In matrix notation: let $g = \begin{pmatrix} 1 & 2 & 3 \\ 2 & 3 & 1\end{pmatrix}$ and $h = \begin{pmatrix} 1 & 2 & 3 \\ 2 & 1 & 3\end{pmatrix}$ with $g,h \in \mathrm{Sym}_3(X)$, then we can take
$$
g \cdot h = \begin{pmatrix} 1 & 2 & 3 \\ 2 & 3 & 1 \\ \hline 2 & 1 & 3 \\ 3 & 2 & 1\end{pmatrix} = \begin{pmatrix} 1 & 2 & 3 \\ 3 & 2 & 1\end{pmatrix},
$$
and we have $g^{-1} = \begin{pmatrix} 2 & 3 & 1 \\1 & 2 & 3 \end{pmatrix}$.
<br>
> *Theorem*: $\mathrm{Sym}_n$ has exactly $n!$ elements.
??? note "*Proof*:"
A permutation can be described in a matrix notation by a $2$ by $n$ matrix with the numbers $1,\dots,n$ in the first row and the images in the second row. There are $n!$ possibilities to fill the second row.

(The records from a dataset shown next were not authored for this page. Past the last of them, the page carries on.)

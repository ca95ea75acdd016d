//! The etherman client: reads rollup-relevant events from an Ethereum
//! JSON-RPC endpoint and presents them as a strictly ordered stream grouped
//! by L1 block, along with the rollup's fork history and a set of scalar
//! contract queries.

pub use config::{EthermanConfig, L1ContractAddresses, DEFAULT_FORK_ID_CHUNK_SIZE};
mod config;

pub use error::{EthRequestError, EthermanError, EthermanResult, FilterLogError};
mod error;

mod fetcher;

pub use forks::ETROG_UPGRADE_VERSION;
mod forks;

pub use metrics::EthermanMetrics;
mod metrics;

pub use processor::RollupInfo;
mod processor;

pub use provider::{L1RpcError, L1RpcProvider, RpcBlock, RpcTransaction};
mod provider;

#[cfg(any(test, feature = "test-utils"))]
pub mod test_utils;

use alloy_eips::BlockNumberOrTag;
use alloy_primitives::{Address, U256};
use alloy_rpc_types_eth::Filter;
use alloy_sol_types::{SolCall, SolEvent};
use std::{collections::HashMap, sync::Arc, time::Instant};
use zkevm_sync_l1::{
    abi::{calls::views, logs::exit_root},
    decoder::{self, SequenceBatchesDecoder},
    DataAvailabilityProvider, L1EventKind,
};
use zkevm_sync_primitives::RollupBlock;

/// The L1 client of the synchronizer.
///
/// Holds no mutable state between calls: configuration, the resolved rollup
/// id, and the decoder set are fixed at construction, so the client is safe
/// to share behind a reference.
#[derive(Debug)]
pub struct Etherman<P> {
    provider: P,
    config: EthermanConfig,
    rollup_id: u32,
    decoders: Vec<Box<dyn SequenceBatchesDecoder>>,
    metrics: EthermanMetrics,
}

impl<P: L1RpcProvider> Etherman<P> {
    /// Builds a client over the given provider.
    ///
    /// Validates the configured chain id against the endpoint (zero adopts
    /// the reported value), resolves the rollup id from the rollup manager,
    /// and assembles the decoder set; validium mode requires `da`.
    pub async fn new(
        provider: P,
        mut config: EthermanConfig,
        da: Option<Arc<dyn DataAvailabilityProvider>>,
    ) -> EthermanResult<Self> {
        let reported = provider.chain_id().await.map_err(EthRequestError::Rpc)?;
        if config.l1_chain_id == 0 {
            tracing::info!(target: "zkevm::etherman", chain_id = reported, "using l1 chain id reported by the endpoint");
            config.l1_chain_id = reported;
        } else if config.l1_chain_id != reported {
            return Err(EthermanError::ChainIdMismatch {
                expected: config.l1_chain_id,
                reported,
            });
        }

        let decoders = if config.validium_enabled {
            tracing::info!(target: "zkevm::etherman", "validium mode enabled");
            let da = da.ok_or(EthermanError::MissingDataAvailability)?;
            decoder::validium_decoders(da)
        } else {
            decoder::rollup_decoders()
        };

        let rollup_id = view_call(
            &provider,
            "rollupAddressToID",
            config.contracts.rollup_manager,
            views::rollupAddressToIDCall { rollupAddress: config.contracts.zkevm },
        )
        .await?;
        tracing::debug!(target: "zkevm::etherman", rollup_id, "resolved rollup id");

        Ok(Self { provider, config, rollup_id, decoders, metrics: EthermanMetrics::default() })
    }

    /// The id of the tracked rollup, as registered on the rollup manager.
    pub const fn rollup_id(&self) -> u32 {
        self.rollup_id
    }

    /// The validated L1 chain id.
    pub const fn l1_chain_id(&self) -> u64 {
        self.config.l1_chain_id
    }

    /// The client configuration.
    pub const fn config(&self) -> &EthermanConfig {
        &self.config
    }

    /// The underlying RPC provider.
    pub const fn provider(&self) -> &P {
        &self.provider
    }

    /// Reads the rollup events emitted in `[from_block, to_block]` (open
    /// ended when `to_block` is `None`) from the tracked contracts.
    ///
    /// Logs are processed strictly in the order the endpoint returns them;
    /// the consumer must replay each block's events in the order given by
    /// [`RollupInfo::order`].
    pub async fn rollup_info_by_block_range(
        &self,
        from_block: u64,
        to_block: Option<u64>,
    ) -> EthermanResult<RollupInfo> {
        let mut filter =
            Filter::new().address(self.config.contracts.all().to_vec()).from_block(from_block);
        if let Some(to_block) = to_block {
            filter = filter.to_block(to_block);
        }
        self.read_events(filter).await
    }

    /// Reads only the L1 info tree updates in the range, for bootstrapping an
    /// info-tree history that predates the rollup's own genesis.
    pub async fn rollup_info_previous_genesis(
        &self,
        from_block: u64,
        to_block: Option<u64>,
    ) -> EthermanResult<RollupInfo> {
        let mut filter = Filter::new()
            .address(vec![self.config.contracts.global_exit_root_manager])
            .event_signature(exit_root::UpdateL1InfoTree::SIGNATURE_HASH)
            .from_block(from_block);
        if let Some(to_block) = to_block {
            filter = filter.to_block(to_block);
        }
        self.read_events(filter).await
    }

    async fn read_events(&self, filter: Filter) -> EthermanResult<RollupInfo> {
        let started = Instant::now();
        let logs = self.provider.logs(&filter).await.map_err(EthRequestError::Rpc)?;

        tracing::debug!(target: "zkevm::etherman", count = logs.len(), "events detected");
        for log in &logs {
            tracing::debug!(
                target: "zkevm::etherman",
                signature = log
                    .topic0()
                    .and_then(|topic| L1EventKind::from_topic(*topic))
                    .map(|kind| kind.signature()),
                block_number = log.block_number,
                block_hash = ?log.block_hash,
                tx_hash = ?log.transaction_hash,
                "event detected"
            );
        }

        let prefetched = if self.config.parallel_block_requests {
            self.blocks_in_parallel(logs.iter().filter_map(|log| log.block_hash)).await?
        } else {
            HashMap::new()
        };

        let mut info = RollupInfo::default();
        for log in &logs {
            if let Err(error) = self.process_event(log, &mut info, &prefetched).await {
                tracing::warn!(target: "zkevm::etherman", %error, ?log, "error processing event");
                return Err(error);
            }
            self.metrics.events_processed.increment(1);
        }

        self.metrics.read_duration.record(started.elapsed().as_secs_f64());
        Ok(info)
    }

    /// The latest batch number sequenced on the rollup manager.
    pub async fn latest_batch_number(&self) -> EthermanResult<u64> {
        Ok(self.rollup_data().await?.lastBatchSequenced)
    }

    /// The latest batch number verified on the rollup manager.
    pub async fn latest_verified_batch_number(&self) -> EthermanResult<u64> {
        Ok(self.rollup_data().await?.lastVerifiedBatch)
    }

    /// The L2 chain id, preferring the legacy rollup contract and falling
    /// back to the rollup manager record. Zero is treated as an error.
    pub async fn l2_chain_id(&self) -> EthermanResult<u64> {
        match view_call(
            &self.provider,
            "chainID",
            self.config.contracts.zkevm,
            views::chainIDCall {},
        )
        .await
        {
            Ok(chain_id) if chain_id != 0 => Ok(chain_id),
            outcome => {
                if let Err(error) = outcome {
                    tracing::debug!(target: "zkevm::etherman", %error, "legacy chain id query failed, asking the rollup manager");
                }
                let chain_id = self.rollup_data().await?.chainID;
                if chain_id == 0 {
                    return Err(EthermanError::ZeroL2ChainId);
                }
                Ok(chain_id)
            }
        }
    }

    /// The fee for sequencing `num_batches` batches.
    pub async fn send_sequence_fee(&self, num_batches: u64) -> EthermanResult<U256> {
        let fee = view_call(
            &self.provider,
            "getBatchFee",
            self.config.contracts.rollup_manager,
            views::getBatchFeeCall {},
        )
        .await?;
        Ok(fee * U256::from(num_batches))
    }

    /// The trusted sequencer address of the rollup contract.
    pub async fn trusted_sequencer(&self) -> EthermanResult<Address> {
        view_call(
            &self.provider,
            "trustedSequencer",
            self.config.contracts.zkevm,
            views::trustedSequencerCall {},
        )
        .await
    }

    /// The trusted sequencer URL of the rollup contract.
    pub async fn trusted_sequencer_url(&self) -> EthermanResult<String> {
        view_call(
            &self.provider,
            "trustedSequencerURL",
            self.config.contracts.zkevm,
            views::trustedSequencerURLCall {},
        )
        .await
    }

    /// The latest L1 block number.
    pub async fn latest_block_number(&self) -> EthermanResult<u64> {
        self.block_number_by_tag(BlockNumberOrTag::Latest).await
    }

    /// The safe L1 block number.
    pub async fn safe_block_number(&self) -> EthermanResult<u64> {
        self.block_number_by_tag(BlockNumberOrTag::Safe).await
    }

    /// The finalized L1 block number.
    pub async fn finalized_block_number(&self) -> EthermanResult<u64> {
        self.block_number_by_tag(BlockNumberOrTag::Finalized).await
    }

    /// The timestamp of the latest L1 block, second precision.
    pub async fn latest_block_timestamp(&self) -> EthermanResult<u64> {
        let block = self
            .provider
            .block_by_number(BlockNumberOrTag::Latest)
            .await
            .map_err(EthRequestError::Rpc)?
            .ok_or(EthermanError::NotFound)?;
        Ok(block.header.timestamp)
    }

    /// The header fields of the L1 block with the given number.
    pub async fn l1_block_by_number(&self, number: u64) -> EthermanResult<RollupBlock> {
        let block = self
            .provider
            .block_by_number(number.into())
            .await
            .map_err(EthRequestError::Rpc)?
            .ok_or(EthermanError::NotFound)?;
        Ok(fetcher::into_rollup_block(&block))
    }

    /// The fork id registered for the given rollup type.
    pub(crate) async fn rollup_type_fork_id(&self, rollup_type_id: u32) -> EthermanResult<u64> {
        let rollup_type = view_call(
            &self.provider,
            "rollupTypeMap",
            self.config.contracts.rollup_manager,
            views::rollupTypeMapCall { rollupTypeID: rollup_type_id },
        )
        .await?;
        Ok(rollup_type.forkID)
    }

    async fn rollup_data(&self) -> EthermanResult<views::rollupIDToRollupDataReturn> {
        view_call(
            &self.provider,
            "rollupIDToRollupData",
            self.config.contracts.rollup_manager,
            views::rollupIDToRollupDataCall { rollupID: self.rollup_id },
        )
        .await
    }

    async fn block_number_by_tag(&self, tag: BlockNumberOrTag) -> EthermanResult<u64> {
        let block = self
            .provider
            .block_by_number(tag)
            .await
            .map_err(EthRequestError::Rpc)?
            .ok_or(EthermanError::NotFound)?;
        Ok(block.header.number)
    }
}

/// Issues a contract view call and decodes its return, surfacing malformed
/// return data as a [`EthermanError::CallDecode`].
async fn view_call<P: L1RpcProvider, C: SolCall>(
    provider: &P,
    method: &'static str,
    to: Address,
    call: C,
) -> EthermanResult<C::Return> {
    let data = provider
        .eth_call(to, call.abi_encode().into())
        .await
        .map_err(EthRequestError::Rpc)?;
    C::abi_decode_returns(&data).map_err(|source| EthermanError::CallDecode { method, source })
}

We can also omit the matrix notation and use the list notation for permutations then we have for $g = \begin{pmatrix} 1 & 2 & 3 \\ 2 & 3 & 1\end{pmatrix} = [2,3,1]$, as the first row speaks for itself.
<br>
> *Definition*: the order of a permutation $g$ is the smallest positive integer $m$ such that $g^m = \mathrm{id}$.
For example the order of the permutation $[2,1,3]$ in $\mathrm{Sym}_3$ is 2.
If $g$ is a permutation in $\mathrm{Sym}_n$ then the permutations $g, g^2, g^3, \dots$ can not all be distinct, since there are only $n!$ distinct permutations in $\mathrm{Sym}_n$. So there must exists a $r < s$ such that $g^r = g^s$. Since $g$ is a bijection there must be $g^{s-r} = e$. So there exist positive numbers $m$ with $g^m = e$ and in particular a smallest such number. Therefore each permutation $g$ has a well-defined order.